*To do*. Copy the lines exactly as they appear, starting with the first line of the records and ending with the line that contains "pub fn from_secret(node_id: impl".

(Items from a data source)

>>

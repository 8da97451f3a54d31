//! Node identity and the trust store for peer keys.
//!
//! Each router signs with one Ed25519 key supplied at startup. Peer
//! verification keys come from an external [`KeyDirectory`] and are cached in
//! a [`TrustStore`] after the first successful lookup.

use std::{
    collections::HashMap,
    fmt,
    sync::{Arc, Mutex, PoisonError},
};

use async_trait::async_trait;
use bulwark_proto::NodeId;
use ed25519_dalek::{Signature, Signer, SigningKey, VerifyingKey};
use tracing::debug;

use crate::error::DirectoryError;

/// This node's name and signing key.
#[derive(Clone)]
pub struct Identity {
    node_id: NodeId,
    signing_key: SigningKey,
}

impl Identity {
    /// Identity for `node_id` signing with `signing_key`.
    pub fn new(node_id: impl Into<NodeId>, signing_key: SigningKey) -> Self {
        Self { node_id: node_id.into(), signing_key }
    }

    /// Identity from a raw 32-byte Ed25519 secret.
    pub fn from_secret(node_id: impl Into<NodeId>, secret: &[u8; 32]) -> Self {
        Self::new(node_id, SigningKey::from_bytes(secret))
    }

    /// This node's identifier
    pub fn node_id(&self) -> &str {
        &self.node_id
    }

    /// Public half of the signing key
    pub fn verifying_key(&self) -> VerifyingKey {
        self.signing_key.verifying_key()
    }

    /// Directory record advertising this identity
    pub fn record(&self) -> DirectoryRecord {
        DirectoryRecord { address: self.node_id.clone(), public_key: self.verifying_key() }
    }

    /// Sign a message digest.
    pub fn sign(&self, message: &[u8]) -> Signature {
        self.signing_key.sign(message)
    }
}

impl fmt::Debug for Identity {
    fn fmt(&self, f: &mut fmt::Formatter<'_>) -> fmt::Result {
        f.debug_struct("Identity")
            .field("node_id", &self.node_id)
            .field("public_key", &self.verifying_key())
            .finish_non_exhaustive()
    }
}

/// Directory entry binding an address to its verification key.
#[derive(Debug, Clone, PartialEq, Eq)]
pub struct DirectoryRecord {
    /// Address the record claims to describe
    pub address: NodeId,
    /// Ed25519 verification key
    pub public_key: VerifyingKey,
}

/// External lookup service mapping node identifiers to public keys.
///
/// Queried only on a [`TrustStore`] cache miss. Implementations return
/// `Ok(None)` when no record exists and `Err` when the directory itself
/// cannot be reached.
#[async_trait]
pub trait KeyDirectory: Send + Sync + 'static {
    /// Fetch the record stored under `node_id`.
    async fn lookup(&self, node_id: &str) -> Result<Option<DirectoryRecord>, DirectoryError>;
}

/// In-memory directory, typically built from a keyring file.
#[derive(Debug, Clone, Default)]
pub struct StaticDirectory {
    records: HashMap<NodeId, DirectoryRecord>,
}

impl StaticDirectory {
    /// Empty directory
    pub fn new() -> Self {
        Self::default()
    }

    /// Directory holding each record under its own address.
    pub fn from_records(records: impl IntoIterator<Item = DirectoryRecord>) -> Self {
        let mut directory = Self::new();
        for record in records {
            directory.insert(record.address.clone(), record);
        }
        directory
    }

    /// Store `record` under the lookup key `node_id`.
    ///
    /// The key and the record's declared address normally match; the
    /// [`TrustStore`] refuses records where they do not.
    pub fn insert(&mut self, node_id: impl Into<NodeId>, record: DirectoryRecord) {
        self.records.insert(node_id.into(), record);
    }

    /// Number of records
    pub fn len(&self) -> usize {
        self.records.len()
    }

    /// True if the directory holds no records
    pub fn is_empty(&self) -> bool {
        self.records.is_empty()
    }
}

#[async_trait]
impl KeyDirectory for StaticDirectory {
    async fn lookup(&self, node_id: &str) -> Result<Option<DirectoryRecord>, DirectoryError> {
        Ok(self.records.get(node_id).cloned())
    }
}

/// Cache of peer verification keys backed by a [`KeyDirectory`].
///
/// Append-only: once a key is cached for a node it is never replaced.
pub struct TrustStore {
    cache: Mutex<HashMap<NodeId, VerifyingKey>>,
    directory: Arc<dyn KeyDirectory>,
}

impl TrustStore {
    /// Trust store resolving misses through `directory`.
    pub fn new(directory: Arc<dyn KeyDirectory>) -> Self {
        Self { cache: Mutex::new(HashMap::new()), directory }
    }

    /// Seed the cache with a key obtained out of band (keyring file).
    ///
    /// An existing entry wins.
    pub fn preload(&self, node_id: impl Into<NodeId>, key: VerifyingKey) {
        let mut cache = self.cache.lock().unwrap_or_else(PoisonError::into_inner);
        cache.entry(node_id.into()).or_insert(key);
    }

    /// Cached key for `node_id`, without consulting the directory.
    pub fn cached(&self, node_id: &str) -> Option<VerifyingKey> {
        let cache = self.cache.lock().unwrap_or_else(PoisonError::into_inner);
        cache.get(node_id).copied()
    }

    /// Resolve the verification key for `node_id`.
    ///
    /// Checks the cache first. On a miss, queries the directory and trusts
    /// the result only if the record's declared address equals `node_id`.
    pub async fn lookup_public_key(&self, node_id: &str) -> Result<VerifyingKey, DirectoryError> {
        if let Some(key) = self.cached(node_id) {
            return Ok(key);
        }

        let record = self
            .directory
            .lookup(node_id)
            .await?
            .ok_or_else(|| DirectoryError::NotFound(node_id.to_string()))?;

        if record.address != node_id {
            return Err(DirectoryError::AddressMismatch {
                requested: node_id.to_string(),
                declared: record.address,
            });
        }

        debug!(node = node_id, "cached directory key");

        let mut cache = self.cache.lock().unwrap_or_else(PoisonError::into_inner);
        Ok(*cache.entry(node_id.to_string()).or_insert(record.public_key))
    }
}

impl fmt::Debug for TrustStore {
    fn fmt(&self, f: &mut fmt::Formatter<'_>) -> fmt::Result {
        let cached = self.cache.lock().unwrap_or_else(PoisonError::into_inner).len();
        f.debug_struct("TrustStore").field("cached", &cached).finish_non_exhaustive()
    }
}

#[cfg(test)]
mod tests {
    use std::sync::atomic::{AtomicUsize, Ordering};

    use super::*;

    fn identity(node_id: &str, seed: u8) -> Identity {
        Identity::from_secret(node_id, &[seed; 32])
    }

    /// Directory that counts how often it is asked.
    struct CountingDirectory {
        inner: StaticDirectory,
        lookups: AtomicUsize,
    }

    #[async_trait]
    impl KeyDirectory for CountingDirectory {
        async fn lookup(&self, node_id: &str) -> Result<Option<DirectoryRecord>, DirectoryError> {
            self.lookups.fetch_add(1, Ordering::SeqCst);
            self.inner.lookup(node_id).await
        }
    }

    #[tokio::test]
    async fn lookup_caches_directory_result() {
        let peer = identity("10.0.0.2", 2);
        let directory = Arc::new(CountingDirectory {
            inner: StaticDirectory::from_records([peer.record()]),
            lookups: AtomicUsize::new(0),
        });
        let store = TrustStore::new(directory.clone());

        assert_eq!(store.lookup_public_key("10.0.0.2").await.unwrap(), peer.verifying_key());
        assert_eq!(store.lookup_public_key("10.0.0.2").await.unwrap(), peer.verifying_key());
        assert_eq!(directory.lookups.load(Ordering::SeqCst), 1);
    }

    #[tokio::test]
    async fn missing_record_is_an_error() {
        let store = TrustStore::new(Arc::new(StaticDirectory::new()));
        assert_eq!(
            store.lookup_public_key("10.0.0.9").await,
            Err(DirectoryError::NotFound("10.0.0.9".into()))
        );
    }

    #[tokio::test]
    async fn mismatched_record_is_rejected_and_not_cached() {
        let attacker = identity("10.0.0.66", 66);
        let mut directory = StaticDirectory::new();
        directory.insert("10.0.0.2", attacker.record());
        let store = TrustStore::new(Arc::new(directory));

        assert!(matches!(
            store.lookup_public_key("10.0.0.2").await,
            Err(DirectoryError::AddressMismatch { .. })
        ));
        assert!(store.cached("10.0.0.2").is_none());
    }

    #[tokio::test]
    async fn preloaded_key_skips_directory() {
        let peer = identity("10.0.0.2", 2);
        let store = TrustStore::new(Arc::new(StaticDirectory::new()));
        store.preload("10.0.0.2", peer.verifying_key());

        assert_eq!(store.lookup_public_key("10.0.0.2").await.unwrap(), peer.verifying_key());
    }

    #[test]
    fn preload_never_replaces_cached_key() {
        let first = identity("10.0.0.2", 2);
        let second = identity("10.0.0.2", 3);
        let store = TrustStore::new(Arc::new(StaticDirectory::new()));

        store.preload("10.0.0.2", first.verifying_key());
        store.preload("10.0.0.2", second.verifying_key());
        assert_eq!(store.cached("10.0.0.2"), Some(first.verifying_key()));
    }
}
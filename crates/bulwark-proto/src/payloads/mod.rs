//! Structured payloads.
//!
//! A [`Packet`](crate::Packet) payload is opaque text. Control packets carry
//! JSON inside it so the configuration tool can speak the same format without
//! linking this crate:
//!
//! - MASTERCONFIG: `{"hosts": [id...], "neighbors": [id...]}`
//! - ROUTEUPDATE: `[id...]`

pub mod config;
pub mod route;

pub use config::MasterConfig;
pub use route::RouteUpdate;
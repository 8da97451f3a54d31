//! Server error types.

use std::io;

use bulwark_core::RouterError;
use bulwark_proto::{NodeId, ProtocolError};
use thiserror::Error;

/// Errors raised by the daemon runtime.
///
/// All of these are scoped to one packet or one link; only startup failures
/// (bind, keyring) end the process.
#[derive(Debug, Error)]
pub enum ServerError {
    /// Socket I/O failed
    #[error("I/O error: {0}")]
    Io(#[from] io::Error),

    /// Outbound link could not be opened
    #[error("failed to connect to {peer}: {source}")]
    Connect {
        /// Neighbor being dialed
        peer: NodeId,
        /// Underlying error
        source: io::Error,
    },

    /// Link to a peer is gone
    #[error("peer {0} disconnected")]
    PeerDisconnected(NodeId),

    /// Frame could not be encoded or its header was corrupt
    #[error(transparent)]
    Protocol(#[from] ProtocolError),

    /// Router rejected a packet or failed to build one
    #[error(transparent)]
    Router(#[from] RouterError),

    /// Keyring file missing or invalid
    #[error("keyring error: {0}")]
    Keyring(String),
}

<<

*Reply to the task*.
repository 8da97451f3a54d31
//! Node identity and the trust store for peer keys.
//!
//! Each router signs with one Ed25519 key supplied at startup. Peer
//! verification keys come from an external [`KeyDirectory`] and are cached in
//! a [`TrustStore`] after the first successful lookup.

use std::{
    collections::HashMap,
    fmt,
    sync::{Arc, Mutex, PoisonError},
};

use async_trait::async_trait;
use bulwark_proto::NodeId;
use ed25519_dalek::{Signature, Signer, SigningKey, VerifyingKey};
use tracing::debug;

use crate::error::DirectoryError;

/// This node's name and signing key.
#[derive(Clone)]
pub struct Identity {
    node_id: NodeId,
    signing_key: SigningKey,
}

impl Identity {
    /// Identity for `node_id` signing with `signing_key`.
    pub fn new(node_id: impl Into<NodeId>, signing_key: SigningKey) -> Self {
        Self { node_id: node_id.into(), signing_key }
    }

    /// Identity from a raw 32-byte Ed25519 secret.
    pub fn from_secret(node_id: impl Into<NodeId>, secret: &[u8; 32]) -> Self {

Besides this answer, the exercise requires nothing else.